As regards war deaths, there were few precise predictions, but suggestions that the death toll would amount to more than a hundred thousand were at the upper limit. Here’s a piece written two years into the war saying that such estimates were way off the mark. If the latest estimate of 150 000 violent deaths in the first three years of war is correct, the pessimists had already been proved right by then, and we’ve had nearly three more bloody years since. Almost certainly, the war has, by now, caused the deaths of well over half a million people who would be alive if the policy prevailing in 2002 (sanctions, but with essential imports of food and medicine permitted under Oil-For-Food) had continued. That includes over 4000 US and Coalition troops killed, along with tens of thousands severely wounded.
The UN suggested war would drive 1 million refugees from Iraq, and internally displace another million. The true figure could be twice as large.

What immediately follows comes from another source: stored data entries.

//! Router checkpoints.
//!
//! A checkpoint captures a router's history so that navigation can resume
//! where it left off after a restart. Node state itself is not captured;
//! nodes reload when the restored position is entered again.

use crate::error::CheckpointError;
use crate::node::NodeKey;
use crate::router::Router;
use chrono::{DateTime, Utc};
use serde::{Deserialize, Serialize};
use uuid::Uuid;

/// Version identifier for checkpoint format
pub const CHECKPOINT_VERSION: u32 = 1;

/// Serializable snapshot of a router's history.
#[derive(Clone, Debug, Serialize, Deserialize)]
#[serde(bound = "")]
pub struct RouterCheckpoint<K: NodeKey> {
    /// Checkpoint format version
    pub version: u32,

    /// Unique checkpoint identifier
    pub id: String,

    /// When checkpoint was created
    pub timestamp: DateTime<Utc>,

    /// Router position when captured
    pub current: Option<K>,

    /// History, oldest first, current last
    pub history: Vec<K>,
}

impl<K: NodeKey> RouterCheckpoint<K> {
    pub fn capture(router: &dyn Router<K>) -> Self {
        Self {
            version: CHECKPOINT_VERSION,
            id: Uuid::new_v4().to_string(),
            timestamp: Utc::now(),
            current: router.current_key(),
            history: router.history(),
        }
    }

    pub fn to_json(&self) -> Result<String, CheckpointError> {
        serde_json::to_string_pretty(self).map_err(|e| CheckpointError::Encode {
            format: "JSON",
            message: e.to_string(),
        })
    }

    pub fn from_json(json: &str) -> Result<Self, CheckpointError> {
        let checkpoint: Self =
            serde_json::from_str(json).map_err(|e| CheckpointError::Decode {
                format: "JSON",
                message: e.to_string(),
            })?;
        checkpoint.validate_version()?;
        Ok(checkpoint)
    }

    pub fn to_bytes(&self) -> Result<Vec<u8>, CheckpointError> {
        bincode::serialize(self).map_err(|e| CheckpointError::Encode {
            format: "bincode",
            message: e.to_string(),
        })
    }

    pub fn from_bytes(bytes: &[u8]) -> Result<Self, CheckpointError> {
        let checkpoint: Self =
            bincode::deserialize(bytes).map_err(|e| CheckpointError::Decode {
                format: "bincode",
                message: e.to_string(),
            })?;
        checkpoint.validate_version()?;
        Ok(checkpoint)
    }

    fn validate_version(&self) -> Result<(), CheckpointError> {
        if self.version != CHECKPOINT_VERSION {
            return Err(CheckpointError::UnsupportedVersion {
                found: self.version,
                supported: CHECKPOINT_VERSION,
            });
        }
        Ok(())
    }

    /// Restore everything below the captured position into `router` and
    /// return the position itself.
    ///
    /// The router is left one step short so that transitioning to the
    /// returned key re-enters it with the full history in place.
    pub fn restore(&self, router: &mut dyn Router<K>) -> Result<Option<K>, CheckpointError> {
        self.validate_version()?;
        if let Some(unknown) = self.history.iter().find(|k| !router.tree().contains(k)) {
            return Err(CheckpointError::UnknownKey {
                key: unknown.name().to_string(),
            });
        }
        let Some((last, below)) = self.history.split_last() else {
            router.set_history(Vec::new());
            return Ok(None);
        };
        router.set_history(below.to_vec());
        Ok(Some(last.clone()))
    }
}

While Treasury Secretary Lawrence Lindsay was sacked for predicting that the war could cost $100 to $200 billion, extreme pessimists like William Nordhaus were projecting a total cost of $1 trillion. It’s already clear that the total cost will be closer to $2 trillion, and it could well be more.
This war has been a disaster for everyone involved*. Quibbling over how large a disaster seems pretty pointless.
* With a handful of exceptions: mercenaries and contractors on the US side, Shia radicals like Sadr in Iraq, and the Iranian government waiting in the wings to pick up the pieces.